On a conjecture concerning the petersen graph

Robertson has conjectured that if a graph G is
# 3-connected and internally-4-connected;
# girth is 5;
# every cycle of length greater than 5 has a chord. Then G is the Petersen graph.
An internally 4-connected graph is a 3-connected graph where in which the only vertex cut of size three are the neighborhood of a vertex. A chord is an edge joining two nodes that are not adjacent in the cycle.; the girth of a graph is the length of a shortest cycle contained in the graph. Therefore a graph with a girth greater than 5 is a graph in which the length of the shortest cycle is at least 5.
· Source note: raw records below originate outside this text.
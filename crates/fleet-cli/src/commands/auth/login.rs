use serde::Serialize;

use fleet_core::entities::user::Credentials;
use fleet_store::{AuthAction, AuthStore};

use crate::cli::GlobalFlags;
use crate::cli::subcommands::auth::AuthLoginArgs;
use crate::context::AppContext;
use crate::output::output;

#[derive(Serialize)]
struct LoginResponse {
    authenticated: bool,
    email: String,
    role: String,
    name: String,
}

pub async fn run(args: &AuthLoginArgs, ctx: &AppContext, flags: &GlobalFlags) -> anyhow::Result<()> {
    let credentials = Credentials {
        email: args.email.clone(),
        password: args.password.clone(),
    };
    credentials.validate()?;

    let mut store = AuthStore::new();
    store.begin(AuthAction::SignIn);

    let session = match ctx.api.sign_in(&credentials).await {
        Ok(session) => session,
        Err(error) => {
            store.fail(AuthAction::SignIn, error.to_string());
            return Err(error.into());
        }
    };

    fleet_auth::token_store::store(&session.token.access_token)?;
    store.complete_sign_in(session.token.access_token, session.user);

    // complete_sign_in just stored the user; signed-in state always has one.
    let Some(user) = store.user else {
        anyhow::bail!("sign-in completed without a user");
    };

    output(
        &LoginResponse {
            authenticated: true,
            email: user.email,
            role: user.role.to_string(),
            name: format!("{} {}", user.first_name, user.last_name),
        },
        flags.format,
    )
}
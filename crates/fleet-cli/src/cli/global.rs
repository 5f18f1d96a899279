use clap::ValueEnum;

/// Shared output mode across all commands.
#[derive(Clone, Copy, Debug, Eq, PartialEq, ValueEnum)]
pub enum OutputFormat {
    Json,
    Table,
    Raw,
}

/// Global flags available before or after subcommands.
#[derive(Clone, Debug)]
pub struct GlobalFlags {
    pub format: OutputFormat,
    pub limit: Option<u32>,
    pub quiet: bool,
    pub verbose: bool,
    pub yes: bool,
}
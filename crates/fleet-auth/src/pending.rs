//! Pending sign-up email cache.
//!
//! After `flt auth register`, the account's email is remembered so the
//! follow-up `verify-otp` / `resend-otp` commands can run without the user
//! retyping it. Cleared once OTP verification succeeds.
//!
//! The public functions pin the cache to `~/.fleetops/pending_email`; the
//! path-taking internals carry the actual read/write behavior.

use std::fs;
use std::path::{Path, PathBuf};

use crate::error::AuthError;

const PENDING_EMAIL_FILE_NAME: &str = "pending_email";

fn pending_email_path() -> Result<PathBuf, AuthError> {
    dirs::home_dir()
        .map(|h| h.join(".fleetops").join(PENDING_EMAIL_FILE_NAME))
        .ok_or_else(|| {
            AuthError::TokenStoreError("home directory not found — cannot cache email".into())
        })
}

/// Remember the email awaiting OTP verification.
///
/// # Errors
///
/// Returns `AuthError::TokenStoreError` if the cache file cannot be written.
pub fn store_email(email: &str) -> Result<(), AuthError> {
    write_cache(&pending_email_path()?, email)
}

/// Email from the last unverified sign-up, if any.
#[must_use]
pub fn load_email() -> Option<String> {
    read_cache(&pending_email_path().ok()?)
}

/// Clear the cached email after successful verification.
///
/// # Errors
///
/// Returns `AuthError::TokenStoreError` if the cache file cannot be removed.
pub fn clear_email() -> Result<(), AuthError> {
    clear_cache(&pending_email_path()?)
}

fn write_cache(path: &Path, email: &str) -> Result<(), AuthError> {
    if let Some(parent) = path.parent() {
        fs::create_dir_all(parent)
            .map_err(|e| AuthError::TokenStoreError(format!("mkdir {}: {e}", parent.display())))?;
    }
    fs::write(path, email)
        .map_err(|e| AuthError::TokenStoreError(format!("write {}: {e}", path.display())))
}

fn read_cache(path: &Path) -> Option<String> {
    fs::read_to_string(path)
        .ok()
        .map(|s| s.trim().to_string())
        .filter(|s| !s.is_empty())
}

fn clear_cache(path: &Path) -> Result<(), AuthError> {
    match fs::remove_file(path) {
        Ok(()) => Ok(()),
        Err(error) if error.kind() == std::io::ErrorKind::NotFound => Ok(()),
        Err(error) => Err(AuthError::TokenStoreError(format!(
            "failed to delete {}: {error}",
            path.display()
        ))),
    }
}

#[cfg(test)]
mod tests {
    use super::*;

    #[test]
    fn pending_email_path_is_under_home() {
        let path = pending_email_path().expect("should resolve");
        assert!(path.ends_with(".fleetops/pending_email"));
    }

    #[test]
    fn cache_round_trips_through_a_fresh_directory() {
        let tmp = tempfile::TempDir::new().expect("tmp dir");
        let path = tmp.path().join("cache").join("pending_email");

        write_cache(&path, "driver@example.com").expect("write should work");
        assert_eq!(read_cache(&path).as_deref(), Some("driver@example.com"));

        clear_cache(&path).expect("clear should work");
        assert_eq!(read_cache(&path), None);
    }

    #[test]
    fn trims_whitespace_on_load() {
        let tmp = tempfile::TempDir::new().expect("tmp dir");
        let path = tmp.path().join("pending_email");
        std::fs::write(&path, "  driver@example.com\n").expect("write");

        assert_eq!(read_cache(&path).as_deref(), Some("driver@example.com"));
    }

    #[test]
    fn blank_cache_loads_as_absent() {
        let tmp = tempfile::TempDir::new().expect("tmp dir");
        let path = tmp.path().join("pending_email");
        std::fs::write(&path, "  \n").expect("write");

        assert_eq!(read_cache(&path), None);
    }

    #[test]
    fn clearing_a_missing_cache_is_not_an_error() {
        let tmp = tempfile::TempDir::new().expect("tmp dir");
        assert!(clear_cache(&tmp.path().join("pending_email")).is_ok());
    }
}
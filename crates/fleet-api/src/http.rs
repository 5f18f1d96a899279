//! Shared HTTP response helpers for backend endpoints.
//!
//! Centralizes status-code checks (401 session expiry with credential
//! clearing, 403 permission denial, 5xx server failures) so individual
//! endpoint modules stay focused on request construction and response
//! mapping.

use serde_json::Value;

use crate::envelope::Envelope;
use crate::error::ApiError;

/// Check an HTTP response for common error conditions.
///
/// Returns the response unchanged on success. Handles:
/// - **401 Unauthorized** → clears stored credentials (best effort) and
///   returns [`ApiError::SessionExpired`] so the caller can prompt for a
///   fresh sign-in.
/// - **403 Forbidden** → [`ApiError::Forbidden`].
/// - **5xx** → [`ApiError::Server`] without leaking the response body.
/// - **Other non-success status** → [`ApiError::Api`] with the envelope
///   message when the body parses as one, the raw body otherwise.
pub async fn check_response(resp: reqwest::Response) -> Result<reqwest::Response, ApiError> {
    let status = resp.status();

    if status == reqwest::StatusCode::UNAUTHORIZED {
        if let Err(error) = fleet_auth::token_store::delete() {
            tracing::warn!(%error, "failed to clear stored credentials after 401");
        }
        return Err(ApiError::SessionExpired);
    }

    if status == reqwest::StatusCode::FORBIDDEN {
        return Err(ApiError::Forbidden);
    }

    if status.is_server_error() {
        return Err(ApiError::Server {
            status: status.as_u16(),
        });
    }

    if !status.is_success() {
        let body = resp.text().await.unwrap_or_default();
        return Err(ApiError::Api {
            status: status.as_u16(),
            message: envelope_message(body),
        });
    }

    Ok(resp)
}

/// Pull the `message` out of an error envelope, falling back to the raw body.
fn envelope_message(body: String) -> String {
    serde_json::from_str::<Envelope<Value>>(&body)
        .ok()
        .and_then(|e| e.message)
        .unwrap_or(body)
}

#[cfg(test)]
mod tests {
    use super::*;

    fn mock_response(status: u16, body: &'static str) -> reqwest::Response {
        reqwest::Response::from(
            ::http::Response::builder()
                .status(status)
                .body(body)
                .unwrap(),
        )
    }

    #[tokio::test]
    async fn unauthorized_becomes_session_expired() {
        let resp = mock_response(401, "");
        let err = check_response(resp).await.unwrap_err();
        assert!(matches!(err, ApiError::SessionExpired));
    }

    #[tokio::test]
    async fn forbidden_maps_to_permission_error() {
        let resp = mock_response(403, "");
        let err = check_response(resp).await.unwrap_err();
        assert!(matches!(err, ApiError::Forbidden));
    }

    #[tokio::test]
    async fn server_errors_hide_the_body() {
        let resp = mock_response(503, "<html>gateway timeout</html>");
        let err = check_response(resp).await.unwrap_err();
        assert!(matches!(err, ApiError::Server { status: 503 }));
    }

    #[tokio::test]
    async fn client_error_uses_envelope_message() {
        let resp = mock_response(404, r#"{"success": false, "message": "Form not found"}"#);
        let err = check_response(resp).await.unwrap_err();
        assert!(
            matches!(err, ApiError::Api { status: 404, ref message } if message == "Form not found")
        );
    }

    #[tokio::test]
    async fn client_error_falls_back_to_raw_body() {
        let resp = mock_response(400, "bad request");
        let err = check_response(resp).await.unwrap_err();
        assert!(matches!(err, ApiError::Api { status: 400, ref message } if message == "bad request"));
    }

    #[tokio::test]
    async fn success_passes_through() {
        let resp = mock_response(200, r#"{"success": true, "data": []}"#);
        assert!(check_response(resp).await.is_ok());
    }
}
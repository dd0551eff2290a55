//! # Snowman
//!
//! The Snowman programming language.
//!

fn main() {
    snowman::term::main()
}
mod common;
use common::{assert_debug, exec};

/// Debug line for a machine with every slot active.
fn machine(vals: [&str; 8]) -> String {
    let mut s = String::new();
    for v in &vals {
        s.push_str("{* ");
        s.push_str(v);
        s.push_str(" } ");
    }
    s.pop();
    s.push('\n');
    s
}

#[test]
fn test_add_consuming() {
    assert_debug("~3 4nA", &machine(["7", "", "", "", "", "", "", ""]));
}

#[test]
fn test_add_keeping_operands() {
    assert_debug("~3 4na", &machine(["3", "4", "7", "", "", "", "", ""]));
}

#[test]
fn test_divide() {
    assert_debug("~5 2nD", &machine(["2.5", "", "", "", "", "", "", ""]));
}

#[test]
fn test_absolute_value_of_negative() {
    // no negative literals: build -3 as 0-3
    assert_debug("~0 3nSNaB", &machine(["3", "", "", "", "", "", "", ""]));
}

#[test]
fn test_modulo_without_consuming() {
    assert_debug("~7 3NMo", &machine(["7", "3", "1", "", "", "", "", ""]));
}

#[test]
fn test_comparisons() {
    assert_debug("~3 4nl", &machine(["3", "4", "1", "", "", "", "", ""]));
    assert_debug("~3 4ng", &machine(["3", "4", "0", "", "", "", "", ""]));
}

#[test]
fn test_rounding_family() {
    assert_debug("~5 2nDnf", &machine(["2.5", "2", "", "", "", "", "", ""]));
    assert_debug("~5 2nDnc", &machine(["2.5", "3", "", "", "", "", "", ""]));
    assert_debug("~5 2nDNRo", &machine(["2.5", "3", "", "", "", "", "", ""]));
    assert_debug("~7NiN", &machine(["8", "", "", "", "", "", "", ""]));
    assert_debug("~7NdE", &machine(["6", "", "", "", "", "", "", ""]));
}

#[test]
fn test_bitwise() {
    assert_debug("~6 3NbO", &machine(["7", "", "", "", "", "", "", ""]));
    assert_debug("~6 3NbA", &machine(["2", "", "", "", "", "", "", ""]));
    assert_debug("~6 3NbX", &machine(["5", "", "", "", "", "", "", ""]));
    assert_debug("~0NbN", &machine(["-1", "", "", "", "", "", "", ""]));
}

#[test]
fn test_range_ascending_and_descending() {
    assert_debug("~1 5nR", &machine(["[1 2 3 4]", "", "", "", "", "", "", ""]));
    assert_debug("~3 0nR", &machine(["[3 2 1]", "", "", "", "", "", "", ""]));
    assert_debug("~2 2nR", &machine(["[]", "", "", "", "", "", "", ""]));
}

#[test]
fn test_power() {
    assert_debug("~2 10nP", &machine(["1024", "", "", "", "", "", "", ""]));
}

#[test]
fn test_to_base_prints_digits() {
    let (_, out) = exec("(10 2nBsP");
    assert_eq!(out, "1010");
    let (_, out) = exec("(255 16nBsP");
    assert_eq!(out, "ff");
}

#[test]
fn test_from_base() {
    let (_, out) = exec("(\"ff\"16sBtSsP");
    assert_eq!(out, "255");
    let (_, out) = exec("(\"-11.1\"2sBtSsP");
    assert_eq!(out, "-3.5");
}

#[test]
fn test_to_base_rejects_zero_base() {
    let (runtime, _) = exec("~10 0nB");
    assert_eq!(runtime.errors().len(), 1);
    assert!(!runtime.errors()[0].is_fatal());
}

#[test]
fn test_number_literal_out_of_range_recovers_with_zero() {
    let (runtime, _) = exec("~99999999999");
    assert_eq!(runtime.errors().len(), 1);
    assert_eq!(
        runtime.debug(),
        machine(["0", "", "", "", "", "", "", ""])
    );
}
Donald Nelson of Middle Tennessee State University, Michael D. Plummer of Vanderbilt University,Neil Robertson of Ohio State University, and Xiaoya Zha of Middle Tennessee State University prove this conjecture in the special case where the graphs involved are also cubic. The name of this article was titled, "On a conjecture concerning the Petersen graph" and was published January 19, 2011;
The counter-example first starts with a frame graph G that is isomorphic to the Petersen graph minus two edges. Twenty-one vertices is then added to the graph G. Matching edges are then added to some of the graph G. Four copies of the Heawood graph (3-connected, internally-4-connected, bipartite, and has a girth of six) is then connected to the twenty-one added vertices of G. The resulting graph has a girth of five, 3-connected,and every odd cycle of length greater than 5 has a chord.; Thus proving Robertson's Conjecture is true for many cases, but not all.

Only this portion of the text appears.